Jeffrey Kegler‎ > ‎Perl and Undecidability‎ > ‎

Revisions to "Perl and Undecidability", Part 1, TPR Spring 2008

Running Perl Versus Analyzing It

bryan d foy  (the TPR editor) and I hacked on the first paragraph of this article right up to the deadline, and I'm not 100% happy with one aspect of the result. You could read the first paragraph to imply there is one way you can always figure out what Perl code is going to do:  Simply run it and see what happens. As the series goes on to make clear, that is false. It's false because Perl doesn't necessarily halt, either in the parse phase or the run phase. And because you can't solve the Halting Problem, you also can't analyze Perl to decide if it will halt.

If a Perl program is taking a very long time, in the general case there is no way you can know whether it will ever finish.  So running a Perl program does not tell you what a program will do, just what it has done done so far.  This is not just a theoretical quibble.  Not knowing when and if you'll ever get your answer is a huge obstacle in practice.

In practice, static analysis of Perl is a very different beast from running the program. But from the point of view of theoretically impossible or possible, there is no hard and fast difference between analyzing code and running it.  If you think about it, you'll realize that as you analyze code more and more, you reach the point where you're simulating the code, and execution of code is execution of code, whether you are simulating or not.  Everything which is impossible to discover by running code is impossible to discover by analyzing code and vice versa.

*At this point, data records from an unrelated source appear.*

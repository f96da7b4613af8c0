mod common;
use common::*;

use crossbeam_channel::{bounded, RecvTimeoutError};
use herald::{Collect, Dispatch, Level, Value};
use std::sync::Arc;
use std::thread;

#[test]
fn buffered_logging_never_blocks_the_caller() {
  let dispatch = Dispatch::new();
  let sink = CapturingCollector::new();
  let (blocking, entered) = BlockingCollector::wrapping(Arc::clone(&sink) as Arc<dyn Collect>);
  dispatch.register_buffered(Level::Debug, 4, Arc::clone(&blocking) as Arc<dyn Collect>);

  let log = dispatch.logger("buffered");
  log.info("first");
  log.info("second");
  log.info("third");

  // All three calls returned; the first is held at the gate, the rest queued.
  entered.recv_timeout(LONG_TIMEOUT).unwrap();
  assert!(sink.captured().is_empty());

  blocking.unblock();
  assert!(sink.wait_captured(3, LONG_TIMEOUT));
  assert_eq!(sink.messages(), vec!["first", "second", "third"]);
}

#[test]
fn queue_overflow_drops_and_reports_through_degradation() {
  let dispatch = Dispatch::new();
  let sink = CapturingCollector::new();
  let (blocking, entered) = BlockingCollector::wrapping(Arc::clone(&sink) as Arc<dyn Collect>);
  let bystander = CapturingCollector::new();
  dispatch.register_buffered(Level::Debug, 1, Arc::clone(&blocking) as Arc<dyn Collect>);
  dispatch.register(Level::Warn, Arc::clone(&bystander) as Arc<dyn Collect>);

  let log = dispatch.logger("overflow");
  log.info("delivered while blocking");
  entered.recv_timeout(LONG_TIMEOUT).unwrap();
  log.info("queued behind the blocked delivery");
  log.info("dropped on the floor");

  blocking.unblock();

  // The two broadcasts arrive from separate announcement threads, so only
  // their presence is guaranteed, not their order.
  assert!(bystander.wait_captured(2, LONG_TIMEOUT));
  let broadcasts = bystander.captured();
  assert_eq!(broadcasts.len(), 2);
  let entered_notice = broadcasts
    .iter()
    .find(|event| event.message.contains("Collector has entered a degraded state"))
    .expect("missing degradation broadcast");
  assert_eq!(entered_notice.level, Level::Error);
  assert_eq!(entered_notice.context.name(), "herald");
  assert_eq!(
    entered_notice.context.fields().get("drops"),
    Some(&Value::from(1u64))
  );
  let cause = entered_notice.error.as_ref().unwrap();
  assert_eq!(cause.to_string(), "events dropped due to full buffer");
  let recovered_notice = broadcasts
    .iter()
    .find(|event| event.message.contains("Collector has recovered from a degraded state"))
    .expect("missing recovery broadcast");
  assert_eq!(recovered_notice.level, Level::Warn);

  assert!(sink.wait_captured(4, LONG_TIMEOUT));
  let seen = sink.messages();
  assert_eq!(seen[0], "delivered while blocking");
  assert!(seen[1].contains("has been in a degraded state since"));
  assert_eq!(seen[2], "queued behind the blocked delivery");
  assert!(seen[3].contains("Collector has recovered from a degraded state"));
  assert!(!seen.contains(&"dropped on the floor".to_string()));

  let narrative = &sink.captured()[1];
  assert_eq!(
    narrative.context.fields().get("attempts"),
    Some(&Value::from(1u32))
  );
  assert_eq!(
    narrative.context.fields().get("drops"),
    Some(&Value::from(1u64))
  );
}

#[test]
fn zero_capacity_registration_is_synchronous() {
  let dispatch = Dispatch::new();
  let sink = CapturingCollector::new();
  let (blocking, entered) = BlockingCollector::wrapping(Arc::clone(&sink) as Arc<dyn Collect>);
  dispatch.register_buffered(Level::Debug, 0, Arc::clone(&blocking) as Arc<dyn Collect>);

  let log = dispatch.logger("fallback");
  let (done_tx, done_rx) = bounded(1);
  let logging = thread::spawn(move || {
    log.info("sync after all");
    let _ = done_tx.send(());
  });

  entered.recv_timeout(LONG_TIMEOUT).unwrap();
  assert_eq!(
    done_rx.recv_timeout(SHORT_TIMEOUT),
    Err(RecvTimeoutError::Timeout)
  );

  blocking.unblock();
  done_rx.recv_timeout(LONG_TIMEOUT).unwrap();
  logging.join().unwrap();
  assert_eq!(sink.messages(), vec!["sync after all"]);
}
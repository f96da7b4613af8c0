//! # Herald
//!
//! A structured event logging core with pluggable collectors, built for
//! programs that cannot let logging failures take them down.
//!
//! # Features
//! - **Severity Routing**: Collectors subscribe at a threshold; an event
//!   reaches every collector whose threshold admits its level.
//! - **Structured Context**: Loggers carry immutable key/value contexts;
//!   derived loggers extend them without copying what came before.
//! - **Sync & Buffered Delivery**: Collectors run synchronously on the
//!   logging thread, or behind a bounded queue that never blocks it.
//! - **Degradation & Recovery**: Failing collectors are retried with
//!   exponential backoff and muted until they accept events again, with
//!   notifications broadcast to the healthy collectors.
//! - **Panic Isolation**: A panicking collector is disposed and reported;
//!   the logging call that hit it carries on.
//! - **Coordinated Shutdown**: [`close`] drains in-flight events, flushes
//!   buffers, and resets cleanly, all under a caller-chosen timeout.
//!
//! # Quick Start
//!
//! ```
//! use herald::{Collect, Dispatch, Event, Level, Result};
//! use std::fmt;
//! use std::sync::{Arc, Mutex};
//! use std::time::Duration;
//!
//! // A collector that keeps event messages in memory.
//! struct Memory {
//!   lines: Mutex<Vec<String>>,
//! }
//!
//! impl fmt::Display for Memory {
//!   fn fmt(&self, f: &mut fmt::Formatter<'_>) -> fmt::Result {
//!     f.write_str("Memory()")
//!   }
//! }
//!
//! impl Collect for Memory {
//!   fn collect(&self, event: &Arc<Event>) -> Result<()> {
//!     self.lines.lock().unwrap().push(event.message.clone());
//!     Ok(())
//!   }
//! }
//!
//! let dispatch = Dispatch::new();
//! let memory = Arc::new(Memory { lines: Mutex::new(Vec::new()) });
//! dispatch.register(Level::Info, Arc::clone(&memory) as Arc<dyn Collect>);
//!
//! let log = dispatch.logger("example").with_value("user", "ada");
//! log.info("says hello");
//! log.debug("not collected at this threshold");
//!
//! dispatch.close(Duration::from_secs(5)).unwrap();
//! assert_eq!(*memory.lines.lock().unwrap(), ["says hello"]);
//! ```
//!
//! Most programs register collectors on [`global`] once at startup and log
//! through [`Logger::new`] everywhere else.

mod collect;
mod config;
mod context;
mod dispatch;
mod error;
mod event;
mod frame;
mod global;
mod level;
mod logger;
mod worker;

// Re-export the primary user-facing types for convenience
pub use collect::Collect;
pub use context::{Context, Fields, Value};
pub use dispatch::Dispatch;
pub use error::{Error, Result, SharedError};
pub use event::Event;
pub use frame::{Frame, UNKNOWN_FILE, UNKNOWN_FUNCTION, UNKNOWN_PACKAGE};
pub use global::{close, global};
pub use level::{Level, ParseLevelError};
pub use logger::Logger;
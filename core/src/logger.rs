//! The logging front-end.  A `Logger` pairs an immutable [`Context`] with
//! a [`Dispatch`] handle; the leveled methods build events and hand them
//! to the dispatcher.  Loggers are cheap to clone and derive.

use crate::context::{Context, Fields, Value};
use crate::dispatch::Dispatch;
use crate::error::SharedError;
use crate::event::Event;
use crate::global::global;
use crate::level::Level;
use crate::worker::panic_text;
use crate::Error;
use std::any::Any;
use std::panic::Location;
use std::sync::Arc;

/// Emits events under a named context.
///
/// Logging through a disabled level costs one atomic snapshot load; the
/// event is only constructed when some collector wants it.
#[derive(Clone)]
pub struct Logger {
  context: Context,
  dispatch: Dispatch,
}

impl Logger {
  /// A logger bound to the process-wide dispatch.
  pub fn new(name: &str) -> Logger {
    global().logger(name)
  }

  pub(crate) fn bound(dispatch: Dispatch, name: &str) -> Logger {
    Logger {
      context: Context::new(name),
      dispatch,
    }
  }

  /// The context this logger stamps onto events.
  pub fn context(&self) -> &Context {
    &self.context
  }

  /// A derived logger whose context carries one additional field.
  pub fn with_value(&self, key: impl Into<String>, value: impl Into<Value>) -> Logger {
    Logger {
      context: self.context.with_value(key, value),
      dispatch: self.dispatch.clone(),
    }
  }

  /// A derived logger whose context carries every field in `fields`.
  pub fn with_fields(&self, fields: Fields) -> Logger {
    Logger {
      context: self.context.with_fields(fields),
      dispatch: self.dispatch.clone(),
    }
  }

  /// Whether an event at `level` would currently reach any collector.
  /// Useful for guarding expensive message construction.
  pub fn enabled_for(&self, level: Level) -> bool {
    self.dispatch.enabled_for(level)
  }

  #[track_caller]
  pub fn debug(&self, message: impl Into<String>) {
    self.emit(Level::Debug, None, message.into(), Location::caller());
  }

  #[track_caller]
  pub fn info(&self, message: impl Into<String>) {
    self.emit(Level::Info, None, message.into(), Location::caller());
  }

  #[track_caller]
  pub fn warn(&self, message: impl Into<String>) {
    self.emit(Level::Warn, None, message.into(), Location::caller());
  }

  /// Logs `message` at the error level with `error` attached to the event.
  #[track_caller]
  pub fn error<E>(&self, error: E, message: impl Into<String>)
  where
    E: std::error::Error + Send + Sync + 'static,
  {
    self.emit(
      Level::Error,
      Some(Arc::new(error)),
      message.into(),
      Location::caller(),
    );
  }

  /// Logs `message` at the fatal level, then panics with it.  The panic
  /// happens whether or not any collector is listening.
  #[track_caller]
  pub fn panic(&self, message: impl Into<String>) -> ! {
    let message = message.into();
    self.emit(Level::Fatal, None, message.clone(), Location::caller());
    panic!("{}", message);
  }

  /// Logs a caught panic payload at the fatal level without resuming the
  /// panic.  Meant for `catch_unwind` handlers that want the failure on
  /// record before carrying on.  String payloads are reported verbatim.
  #[track_caller]
  pub fn report_recovery(&self, cause: &(dyn Any + Send), message: impl Into<String>) {
    let error: SharedError = Arc::new(Error::Panic(panic_text(cause)));
    self.emit(
      Level::Fatal,
      Some(error),
      message.into(),
      Location::caller(),
    );
  }

  fn emit(&self, level: Level, error: Option<SharedError>, message: String, location: &Location) {
    let config = self.dispatch.inner.current_config();
    if level > config.threshold {
      return;
    }

    let mut event = Event::new(self.context.clone(), level, error, message);
    event.capture_call_site(config.frames, config.error_frames, location);
    self.dispatch.inner.dispatch_event(event);
  }
}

Turing did not Formulate the Halting Problem

On page 25, column 1, paragraph 2, the article states what had been repeated even by the most authoritative sources for years: that Alan Turing formulated the Halting Problem.  It's become clear since this article came out that Turing did not formulate the Halting problem.  Jack Copeland seems to be responsible for pointing this out (see his The Essential Turing, Oxford 2004, p. 40).  According to Copeland, Martin Davis was probably the first person to restate Turing's results as the Halting Problem.

Before Copeland, it was standard even for scholarly sources to misattribute the Halting Problem to Turing.  (As one example, see John Stillwell's highly praised Mathematics and Its History, Second Edition. Springer 2002, p. 469.)  This is one case of a general problem -- mathematicians are surprisingly poor historians.  It's not at all unusual to find a book which presents the math with excruciating care for two hundred pages, but which in its "historical" section trades largely in hearsay and rumor.

This makes things very dangerous for those of us writing about math.  Now, I've never even seen Cantor's original paper with his Diagonal Proof, not even in translation.  But I feel entitled to attribute it to him, relying on the fact that the Diagonal Proof has repeatedly been attributed to Cantor by any number of highly expert mathematical writers. Unfortunately, given the current state of affairs in mathematical history, it would not surprise me in the least to discover some day the Diagonal Proof is not, in fact, Cantor's.

Typos

Page 23, column 1, the first line in the text:  Typo.  "If" should be "if".